(Dataset entries)
------------------------------------------------------------
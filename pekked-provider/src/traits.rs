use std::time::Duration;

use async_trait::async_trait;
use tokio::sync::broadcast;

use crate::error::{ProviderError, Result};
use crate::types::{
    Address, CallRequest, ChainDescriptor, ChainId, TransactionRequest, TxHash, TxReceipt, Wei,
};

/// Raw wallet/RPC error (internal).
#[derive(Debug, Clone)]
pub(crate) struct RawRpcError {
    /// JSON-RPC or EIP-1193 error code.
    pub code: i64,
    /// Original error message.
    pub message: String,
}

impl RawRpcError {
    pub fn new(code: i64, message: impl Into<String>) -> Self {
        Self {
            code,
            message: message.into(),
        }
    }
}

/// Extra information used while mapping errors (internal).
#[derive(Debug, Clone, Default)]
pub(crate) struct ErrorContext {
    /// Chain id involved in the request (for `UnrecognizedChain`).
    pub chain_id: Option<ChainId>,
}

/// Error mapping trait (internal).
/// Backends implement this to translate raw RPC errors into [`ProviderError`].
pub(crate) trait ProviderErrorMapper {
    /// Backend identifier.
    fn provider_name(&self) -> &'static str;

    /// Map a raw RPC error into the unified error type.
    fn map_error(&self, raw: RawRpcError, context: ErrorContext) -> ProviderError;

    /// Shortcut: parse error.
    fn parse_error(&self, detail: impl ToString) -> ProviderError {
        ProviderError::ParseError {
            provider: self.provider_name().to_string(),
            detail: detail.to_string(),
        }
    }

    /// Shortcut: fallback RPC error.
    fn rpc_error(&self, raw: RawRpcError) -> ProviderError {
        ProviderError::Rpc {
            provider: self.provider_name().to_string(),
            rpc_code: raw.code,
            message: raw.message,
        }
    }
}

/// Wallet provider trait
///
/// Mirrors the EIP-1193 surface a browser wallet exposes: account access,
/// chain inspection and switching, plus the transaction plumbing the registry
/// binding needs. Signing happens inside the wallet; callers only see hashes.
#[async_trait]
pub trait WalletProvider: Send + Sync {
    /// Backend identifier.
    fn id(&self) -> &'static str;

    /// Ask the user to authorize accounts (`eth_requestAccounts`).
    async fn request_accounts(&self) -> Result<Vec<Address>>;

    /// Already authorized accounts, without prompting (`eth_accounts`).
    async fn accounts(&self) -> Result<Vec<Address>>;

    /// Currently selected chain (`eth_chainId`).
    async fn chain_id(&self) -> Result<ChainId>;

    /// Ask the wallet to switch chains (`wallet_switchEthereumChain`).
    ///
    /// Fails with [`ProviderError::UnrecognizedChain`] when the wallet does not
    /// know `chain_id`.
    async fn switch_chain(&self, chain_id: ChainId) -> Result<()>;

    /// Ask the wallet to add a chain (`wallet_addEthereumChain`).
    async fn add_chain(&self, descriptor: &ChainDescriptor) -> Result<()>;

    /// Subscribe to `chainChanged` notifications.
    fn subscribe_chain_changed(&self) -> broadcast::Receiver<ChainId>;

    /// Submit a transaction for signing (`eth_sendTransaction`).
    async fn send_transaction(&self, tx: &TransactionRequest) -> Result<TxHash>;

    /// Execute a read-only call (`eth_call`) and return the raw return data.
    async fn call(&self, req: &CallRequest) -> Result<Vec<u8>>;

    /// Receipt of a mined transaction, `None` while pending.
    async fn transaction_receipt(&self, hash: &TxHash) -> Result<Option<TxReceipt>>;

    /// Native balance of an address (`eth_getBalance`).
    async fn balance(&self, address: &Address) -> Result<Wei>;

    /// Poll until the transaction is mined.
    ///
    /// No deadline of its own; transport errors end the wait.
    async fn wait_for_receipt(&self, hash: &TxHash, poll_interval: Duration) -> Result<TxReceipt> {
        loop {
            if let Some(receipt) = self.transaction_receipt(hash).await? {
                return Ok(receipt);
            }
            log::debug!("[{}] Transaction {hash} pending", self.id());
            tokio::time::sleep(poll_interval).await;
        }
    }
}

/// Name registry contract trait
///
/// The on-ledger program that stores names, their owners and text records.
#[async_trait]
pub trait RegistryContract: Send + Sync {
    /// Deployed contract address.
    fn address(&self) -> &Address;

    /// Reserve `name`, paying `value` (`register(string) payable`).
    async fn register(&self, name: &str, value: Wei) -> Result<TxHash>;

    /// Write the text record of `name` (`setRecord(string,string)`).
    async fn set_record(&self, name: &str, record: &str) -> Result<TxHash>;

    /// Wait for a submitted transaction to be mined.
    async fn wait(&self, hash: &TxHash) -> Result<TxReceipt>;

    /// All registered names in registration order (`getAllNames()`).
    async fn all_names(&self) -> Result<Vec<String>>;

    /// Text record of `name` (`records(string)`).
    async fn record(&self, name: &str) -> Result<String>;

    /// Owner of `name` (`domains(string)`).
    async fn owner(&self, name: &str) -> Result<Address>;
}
------------------------------------------------------------
Task item: The number of lines above containing the word "tokio" is all that should be returned.

Solution to this problem: 2